Biologically-inspired network 'memory' for smarter networking

Emerging technologies such as the Internet of Things generate huge amounts of network traffic and data which lead to significant challenges in a) ensuring availability of resources on-demand, b) recognizing emergent and abnormal behavior, and c) making effective decisions for efficient network operations. Network traffic data exhibit spatiotemporal patterns. Learning and maintaining the currently elusive rich semantics based on analyzing such patterns would help in mitigating those challenges. In this paper, we propose the concept of a network 'memory' (or NetMem) to support smarter data-driven network operations as a foundational component of next generation networks. NetMem will enable networking objects to understand autonomously, at real-time, on-demand, and at low cost semantics with different levels of granularity and related to various network elements.

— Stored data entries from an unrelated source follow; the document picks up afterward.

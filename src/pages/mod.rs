//! Server-rendered pages
//!
//! Each routed path maps to exactly one [`Page`]. Handlers render a full
//! HTML document through the shared [`layout`].

pub mod home;
pub mod layout;
pub mod login;
pub mod not_found;
pub mod profile;
pub mod quiz;

/// A routed view
#[derive(Debug, Clone, Copy, PartialEq, Eq)]
pub enum Page {
    Home,
    Quiz,
    Login,
    Profile,
    NotFound,
}

impl Page {
    /// Pages reachable through the navigation bar, in display order
    pub const ROUTED: [Page; 4] = [Page::Home, Page::Quiz, Page::Login, Page::Profile];

    /// Resolve a request path to the page that serves it
    ///
    /// A single trailing slash is ignored; anything unknown is `NotFound`.
    pub fn from_path(path: &str) -> Page {
        let trimmed = match path.strip_suffix('/') {
            Some(rest) if !rest.is_empty() => rest,
            _ => path,
        };
        Page::ROUTED
            .into_iter()
            .find(|page| page.path() == trimmed)
            .unwrap_or(Page::NotFound)
    }

    pub fn path(&self) -> &'static str {
        match self {
            Page::Home => "/",
            Page::Quiz => "/quiz",
            Page::Login => "/login",
            Page::Profile => "/profile",
            Page::NotFound => "",
        }
    }

    pub fn title(&self) -> &'static str {
        match self {
            Page::Home => "Home",
            Page::Quiz => "Quiz",
            Page::Login => "Login",
            Page::Profile => "Profile",
            Page::NotFound => "Not found",
        }
    }

    /// Identifier written to `data-page` on the page's `<main>` element
    pub fn slug(&self) -> &'static str {
        match self {
            Page::Home => "home",
            Page::Quiz => "quiz",
            Page::Login => "login",
            Page::Profile => "profile",
            Page::NotFound => "not-found",
        }
    }
}

#[cfg(test)]
mod tests {
    use super::*;

    #[test]
    fn test_each_path_maps_to_its_page() {
        assert_eq!(Page::from_path("/"), Page::Home);
        assert_eq!(Page::from_path("/quiz"), Page::Quiz);
        assert_eq!(Page::from_path("/login"), Page::Login);
        assert_eq!(Page::from_path("/profile"), Page::Profile);
    }

    #[test]
    fn test_trailing_slash_is_ignored() {
        assert_eq!(Page::from_path("/quiz/"), Page::Quiz);
        assert_eq!(Page::from_path("/profile/"), Page::Profile);
    }

    #[test]
    fn test_unknown_paths_are_not_found() {
        assert_eq!(Page::from_path("/quiz/123"), Page::NotFound);
        assert_eq!(Page::from_path("/admin"), Page::NotFound);
        assert_eq!(Page::from_path(""), Page::NotFound);
    }

    #[test]
    fn test_routed_paths_round_trip() {
        for page in Page::ROUTED {
            assert_eq!(Page::from_path(page.path()), page);
        }
    }
}
//! In-memory quiz service for handler tests

use crate::schemas::quiz::{QuizRequestParams, QuizResponse};
use crate::services::quiz_client::{QuizApi, QuizClientError};
use async_trait::async_trait;
use std::sync::Mutex;

enum Reply {
    Quiz(String),
    Unavailable,
}

/// Records every request and answers with a fixed reply
pub struct MockQuizApi {
    reply: Reply,
    calls: Mutex<Vec<QuizRequestParams>>,
}

impl MockQuizApi {
    pub fn succeeding(quiz: &str) -> Self {
        Self {
            reply: Reply::Quiz(quiz.to_string()),
            calls: Mutex::new(Vec::new()),
        }
    }

    /// Every call fails as if the service answered 503
    pub fn failing() -> Self {
        Self {
            reply: Reply::Unavailable,
            calls: Mutex::new(Vec::new()),
        }
    }

    pub fn calls(&self) -> Vec<QuizRequestParams> {
        self.calls.lock().unwrap().clone()
    }
}

#[async_trait]
impl QuizApi for MockQuizApi {
    async fn fetch_quiz(&self, params: &QuizRequestParams) -> Result<QuizResponse, QuizClientError> {
        self.calls.lock().unwrap().push(params.clone());
        match &self.reply {
            Reply::Quiz(quiz) => Ok(QuizResponse { quiz: quiz.clone() }),
            Reply::Unavailable => Err(QuizClientError::Status {
                status: 503,
                body: "service unavailable".to_string(),
            }),
        }
    }

    fn endpoint(&self) -> &str {
        "mock://quiz/generate"
    }
}
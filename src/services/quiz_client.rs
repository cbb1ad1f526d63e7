//! Client for the upstream quiz-generation service
//!
//! Issues `GET {base_url}/generate?topic=..&difficulty=..&q_type=..` and
//! returns the `quiz` field of the JSON body. Every call is exactly one
//! outbound request: no retries, no caching, no deduplication.

use crate::config::QuizApiConfig;
use crate::schemas::quiz::{QuizRequestParams, QuizResponse};
use async_trait::async_trait;
use reqwest::{Client, Url};
use thiserror::Error;

// ============================================================================
// Error Types
// ============================================================================

/// Errors that can occur when calling the quiz service
#[derive(Error, Debug)]
pub enum QuizClientError {
    #[error("HTTP request failed: {0}")]
    Http(#[from] reqwest::Error),

    #[error("Quiz service returned {status}: {body}")]
    Status { status: u16, body: String },

    #[error("Failed to parse quiz response: {0}")]
    Parse(String),

    #[error("Invalid quiz service URL: {0}")]
    InvalidBaseUrl(String),
}

impl QuizClientError {
    /// Short description that is safe to show to a visitor
    pub fn user_message(&self) -> &'static str {
        match self {
            QuizClientError::Http(e) if e.is_timeout() => "The quiz service took too long to respond.",
            QuizClientError::Http(_) => "The quiz service could not be reached.",
            QuizClientError::Status { .. } => "The quiz service rejected the request.",
            QuizClientError::Parse(_) => "The quiz service sent an unreadable response.",
            QuizClientError::InvalidBaseUrl(_) => "The quiz service is misconfigured.",
        }
    }
}

// ============================================================================
// Trait
// ============================================================================

/// Anything that can turn request params into quiz text
///
/// Page handlers depend on this trait so they can run against a mocked
/// transport.
#[async_trait]
pub trait QuizApi: Send + Sync {
    async fn fetch_quiz(&self, params: &QuizRequestParams) -> Result<QuizResponse, QuizClientError>;

    /// Address requests are sent to, for logging and health output
    fn endpoint(&self) -> &str;
}

// ============================================================================
// HTTP client
// ============================================================================

/// reqwest-backed quiz service client
#[derive(Clone)]
pub struct QuizClient {
    client: Client,
    endpoint: Url,
}

impl QuizClient {
    /// Create a client from configuration
    pub fn new(config: &QuizApiConfig) -> Result<Self, QuizClientError> {
        let endpoint = generate_url(&config.base_url)?;

        let client = Client::builder()
            .timeout(config.timeout())
            .connect_timeout(config.connect_timeout())
            .build()?;

        tracing::info!(
            endpoint = %endpoint,
            timeout_seconds = config.timeout_seconds,
            "Initialized quiz service client"
        );

        Ok(Self { client, endpoint })
    }
}

#[async_trait]
impl QuizApi for QuizClient {
    async fn fetch_quiz(&self, params: &QuizRequestParams) -> Result<QuizResponse, QuizClientError> {
        tracing::debug!(
            url = %self.endpoint,
            topic = %params.topic,
            difficulty = %params.difficulty,
            q_type = %params.question_type,
            "Requesting quiz"
        );

        let resp = self
            .client
            .get(self.endpoint.clone())
            .query(&params.query_pairs())
            .send()
            .await?;

        let status = resp.status();
        if !status.is_success() {
            let body = resp.text().await.unwrap_or_default();
            return Err(QuizClientError::Status {
                status: status.as_u16(),
                body,
            });
        }

        let body = resp.text().await?;
        serde_json::from_str::<QuizResponse>(&body).map_err(|e| {
            tracing::error!(error = %e, body = %body, "Failed to parse quiz response");
            QuizClientError::Parse(e.to_string())
        })
    }

    fn endpoint(&self) -> &str {
        self.endpoint.as_str()
    }
}

/// Append `/generate` to the configured base address
fn generate_url(base_url: &str) -> Result<Url, QuizClientError> {
    let joined = format!("{}/generate", base_url.trim().trim_end_matches('/'));
    Url::parse(&joined).map_err(|e| QuizClientError::InvalidBaseUrl(format!("{}: {}", base_url, e)))
}

// ============================================================================
// Tests
// ============================================================================
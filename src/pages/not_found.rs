//! Fallback for every path the router does not know
//!
//! Paths that only differ from a routed page by a trailing slash are served
//! as that page; everything else gets a 404.

use axum::{
    extract::{Query, State},
    http::{StatusCode, Uri},
    response::{IntoResponse, Response},
};
use yew::{function_component, html, Html, Properties};

use crate::pages::layout::{self, PageContent};
use crate::pages::{home, login, profile, quiz, Page};
use crate::schemas::QuizQuery;
use crate::server::state::AppState;

pub async fn fallback(State(state): State<AppState>, uri: Uri) -> Response {
    let html = match Page::from_path(uri.path()) {
        Page::Home => home::render(&state).await,
        Page::Login => login::render(&state).await,
        Page::Profile => profile::render(&state).await,
        Page::Quiz => {
            let query = quiz::query_or_default(Query::<QuizQuery>::try_from_uri(&uri));
            quiz::render(&state, &query).await
        }
        Page::NotFound => {
            tracing::debug!(path = %uri.path(), "No page for path");
            let html = render(&state, uri.path()).await;
            return (StatusCode::NOT_FOUND, axum::response::Html(html)).into_response();
        }
    };
    axum::response::Html(html).into_response()
}

pub async fn render(state: &AppState, path: &str) -> String {
    let content = PageContent::NotFound {
        path: path.to_string(),
    };
    layout::render(&state.settings.app_name, content).await
}

#[derive(Properties, PartialEq)]
pub struct NotFoundBodyProps {
    pub path: String,
}

#[function_component(NotFoundBody)]
pub fn not_found_body(props: &NotFoundBodyProps) -> Html {
    html! {
        <>
            <h2>{ "Page not found" }</h2>
            <p>{ "Nothing lives at " }<code>{ props.path.clone() }</code>{ "." }</p>
            <p><a href={Page::Home.path()}>{ "Back to home" }</a></p>
        </>
    }
}

#[cfg(test)]
mod tests {
    use super::*;

    #[tokio::test]
    async fn test_path_is_escaped() {
        let content = PageContent::NotFound {
            path: "/<img>".into(),
        };
        let html = layout::render("Smart Quiz", content).await;
        assert!(html.contains("<code>/&lt;img&gt;</code>"));
        assert!(html.contains("<h2>Page not found</h2>"));
    }
}
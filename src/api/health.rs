//! Health check endpoints
//!
//! Health and liveness checks for monitoring and container orchestration.

use axum::{extract::State, Json};
use serde::Serialize;

use crate::server::state::AppState;

/// Response for the main health check endpoint
#[derive(Serialize)]
pub struct HealthResponse {
    pub status: String,
    pub version: String,
    pub environment: String,
    pub uptime_seconds: u64,
    /// Where quiz requests are sent
    pub quiz_api: String,
}

/// Response for the liveness check
#[derive(Serialize)]
pub struct LivenessResponse {
    pub alive: bool,
}

/// GET /health
///
/// Does not call the quiz service; an unreachable upstream only affects the
/// quiz page.
pub async fn health_check(State(state): State<AppState>) -> Json<HealthResponse> {
    Json(HealthResponse {
        status: "healthy".to_string(),
        version: state.settings.app_version.clone(),
        environment: state.settings.environment.to_string(),
        uptime_seconds: state.uptime_seconds(),
        quiz_api: state.quiz_api.endpoint().to_string(),
    })
}

/// GET /liveness
pub async fn liveness() -> Json<LivenessResponse> {
    Json(LivenessResponse { alive: true })
}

Guided by the fact that human activities exhibit spatiotemporal data patterns; and the human memory extracts and maintains semantics to enable accordingly learning and predicting new things, we design NetMem to mimic functionalities of that memory. NetMem provides capabilities for semantics management through uniquely integrating data virtualization for homogenizing massive data originating from heterogeneous sources, cloud-like scalable storage, associative rule learning to recognize data patterns, and hidden Markov models for reasoning and extracting semantics clarifying normal/abnormal behavior. NetMem provides associative access to data patterns and relevant derived semantics to enable enhancements in early anomaly detection, more accurate behavior prediction and satisfying QoS requirements with better utilization of resources. We evaluate NetMem using simulation. Preliminary results demonstrate the positive impact of NetMem on various network management operations.